[Aim of the exercise] Restate word for word the lines that begin the listing and end with the line holding "in the binary".

[Material provided]
use contracts::policy::ReturnPolicyConfig;
use once_cell::sync::OnceCell;
use serde::Deserialize;
use std::path::{Path, PathBuf};

#[derive(Debug, Deserialize, Clone)]
pub struct Config {
    pub database: DatabaseConfig,
    /// Return policy knobs; every field has a baked-in default so a
    /// config.toml without this section still works
    #[serde(default)]
    pub return_policy: ReturnPolicyConfig,
}

#[derive(Debug, Deserialize, Clone)]
pub struct DatabaseConfig {
    pub path: String,
}

static CONFIG: OnceCell<Config> = OnceCell::new();

/// Default configuration embedded in the binary
const DEFAULT_CONFIG: &str = r#"
[database]
path = "target/db/returns.db"

[return_policy]
return_window_days = 30
auto_approve_threshold = 500.0
restocking_fee_percent = 15.0
"#;

/// Load configuration from config.toml file
///
/// Search order:
/// 1. Next to the executable (for production)
/// 2. Falls back to embedded default config
pub fn load_config() -> anyhow::Result<Config> {
    // Try to find config.toml next to the executable
    if let Ok(exe_path) = std::env::current_exe() {
        if let Some(exe_dir) = exe_path.parent() {
            let config_path = exe_dir.join("config.toml");

            if config_path.exists() {
                tracing::info!("Loading config from: {}", config_path.display());
                let contents = std::fs::read_to_string(&config_path)?;
                let config: Config = toml::from_str(&contents)?;
                config
                    .return_policy
                    .validate()
                    .map_err(|e| anyhow::anyhow!("Invalid [return_policy] section: {}", e))?;
                return Ok(config);
            } else {
                tracing::warn!("config.toml not found at: {}", config_path.display());
            }
        }
    }

    // Fall back to default config
    tracing::info!("Using default embedded configuration");
    let config: Config = toml::from_str(DEFAULT_CONFIG)?;
    Ok(config)
}

/// Load the configuration once and keep it for the process lifetime
pub fn init_config() -> anyhow::Result<&'static Config> {
    let config = load_config()?;
    CONFIG
        .set(config)
        .map_err(|_| anyhow::anyhow!("Configuration already initialized"))?;
    Ok(get_config())
}

pub fn get_config() -> &'static Config {
    CONFIG
        .get()
        .expect("Configuration has not been initialized")
}

/// Return policy in effect for this process
pub fn return_policy() -> &'static ReturnPolicyConfig {
    &get_config().return_policy
}

/// Get the database file path from configuration
/// Resolves relative paths relative to the executable directory
pub fn get_database_path(config: &Config) -> anyhow::Result<PathBuf> {
    let db_path_str = &config.database.path;
    let db_path = Path::new(db_path_str);

    // If absolute path, use as is
    if db_path.is_absolute() {
        return Ok(db_path.to_path_buf());
    }

    // If relative path, resolve it relative to the executable directory
    if let Ok(exe_path) = std::env::current_exe() {
        if let Some(exe_dir) = exe_path.parent() {
            let resolved_path = exe_dir.join(db_path);
            return Ok(resolved_path);
        }
    }

    // Fallback: use relative to current directory
    Ok(PathBuf::from(db_path_str))
}

#[cfg(test)]
mod tests {
    use super::*;

    #[test]
    fn test_default_config_loads() {
        let config: Result<Config, _> = toml::from_str(DEFAULT_CONFIG);
        assert!(config.is_ok());
        let config = config.unwrap();
        assert_eq!(config.database.path, "target/db/returns.db");
        assert_eq!(config.return_policy.return_window_days, 30);
        assert_eq!(config.return_policy.restocking_fee_percent, 15.0);
    }

    #[test]
    fn test_config_without_policy_section_uses_defaults() {
        let config: Config = toml::from_str("[database]\npath = \"x.db\"\n").unwrap();
        assert_eq!(config.return_policy.auto_approve_threshold, 500.0);
        assert!(config.return_policy.auto_disposition);
    }

    #[test]
    fn test_policy_override_round_trips() {
        let toml_src = r#"
            [database]
            path = "x.db"

            [return_policy]
            return_window_days = 60
            restocking_fee_percent = 10.0

            [return_policy.condition_refund_rates]
            good = 0.8
        "#;
        let config: Config = toml::from_str(toml_src).unwrap();
        assert_eq!(config.return_policy.return_window_days, 60);
        assert_eq!(config.return_policy.restocking_fee_percent, 10.0);
        assert_eq!(
            config
                .return_policy
                .condition_refund_rates
                .rate_for(contracts::enums::ReturnCondition::Good),
            0.8
        );
        // untouched rate keeps its default
        assert_eq!(
            config
                .return_policy
                .condition_refund_rates
                .rate_for(contracts::enums::ReturnCondition::Defective),
            1.0
        );
    }
}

[Exercise result]
use contracts::policy::ReturnPolicyConfig;
use once_cell::sync::OnceCell;
use serde::Deserialize;
use std::path::{Path, PathBuf};

#[derive(Debug, Deserialize, Clone)]
pub struct Config {
    pub database: DatabaseConfig,
    /// Return policy knobs; every field has a baked-in default so a
    /// config.toml without this section still works
    #[serde(default)]
    pub return_policy: ReturnPolicyConfig,
}

#[derive(Debug, Deserialize, Clone)]
pub struct DatabaseConfig {
    pub path: String,
}

static CONFIG: OnceCell<Config> = OnceCell::new();

/// Default configuration embedded in the binary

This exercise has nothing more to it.